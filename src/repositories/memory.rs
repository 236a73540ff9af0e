use async_trait::async_trait;
use std::collections::HashMap;
use tokio::sync::RwLock;
use tracing::{debug, instrument};

use super::{LocationRepository, MemberRepository};
use crate::models::{
    Coordinates, CurrentLocation, Member, MemberId, MovingState, RepositoryError,
    RepositoryResult,
};

/// Process-local location store used for local runs and tests
#[derive(Default)]
pub struct InMemoryLocationRepository {
    locations: RwLock<HashMap<MemberId, CurrentLocation>>,
}

impl InMemoryLocationRepository {
    pub fn new() -> Self {
        Self::default()
    }

    pub async fn len(&self) -> usize {
        self.locations.read().await.len()
    }

    pub async fn is_empty(&self) -> bool {
        self.locations.read().await.is_empty()
    }
}

#[async_trait]
impl LocationRepository for InMemoryLocationRepository {
    #[instrument(skip(self))]
    async fn find_by_member(
        &self,
        member_id: MemberId,
    ) -> RepositoryResult<Option<CurrentLocation>> {
        Ok(self.locations.read().await.get(&member_id).cloned())
    }

    #[instrument(skip(self, location), fields(member_id = location.member_id))]
    async fn create(&self, location: CurrentLocation) -> RepositoryResult<CurrentLocation> {
        let mut locations = self.locations.write().await;

        if locations.contains_key(&location.member_id) {
            return Err(RepositoryError::ConstraintViolation {
                message: format!("Location already exists for member {}", location.member_id),
            });
        }

        locations.insert(location.member_id, location.clone());
        debug!("Stored current location");
        Ok(location)
    }

    #[instrument(skip(self, coordinates))]
    async fn update(
        &self,
        member_id: MemberId,
        coordinates: Coordinates,
    ) -> RepositoryResult<CurrentLocation> {
        let mut locations = self.locations.write().await;

        let location = locations
            .get_mut(&member_id)
            .ok_or(RepositoryError::NotFound)?;
        location.relocate(coordinates);

        debug!("Relocated current location");
        Ok(location.clone())
    }
}

/// Process-local member store used for local runs and tests
#[derive(Default)]
pub struct InMemoryMemberRepository {
    members: RwLock<HashMap<MemberId, Member>>,
}

impl InMemoryMemberRepository {
    pub fn new() -> Self {
        Self::default()
    }

    /// Create a repository pre-populated with members
    pub fn with_members(members: impl IntoIterator<Item = Member>) -> Self {
        let members = members
            .into_iter()
            .map(|member| (member.id, member))
            .collect();
        Self {
            members: RwLock::new(members),
        }
    }
}

#[async_trait]
impl MemberRepository for InMemoryMemberRepository {
    #[instrument(skip(self))]
    async fn find_by_id(&self, member_id: MemberId) -> RepositoryResult<Option<Member>> {
        Ok(self.members.read().await.get(&member_id).cloned())
    }

    #[instrument(skip(self))]
    async fn update_moving_state(
        &self,
        member_id: MemberId,
        state: MovingState,
    ) -> RepositoryResult<()> {
        let mut members = self.members.write().await;

        let member = members
            .get_mut(&member_id)
            .ok_or(RepositoryError::NotFound)?;
        member.set_moving_state(state);

        debug!("Updated moving state");
        Ok(())
    }

    #[instrument(skip(self, member), fields(member_id = member.id))]
    async fn save(&self, member: Member) -> RepositoryResult<Member> {
        self.members.write().await.insert(member.id, member.clone());
        Ok(member)
    }
}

+-------+

Collect every line with the string "Option" from the records, and copy each.

    ) -> RepositoryResult<Option<CurrentLocation>> {
    async fn find_by_id(&self, member_id: MemberId) -> RepositoryResult<Option<Member>> {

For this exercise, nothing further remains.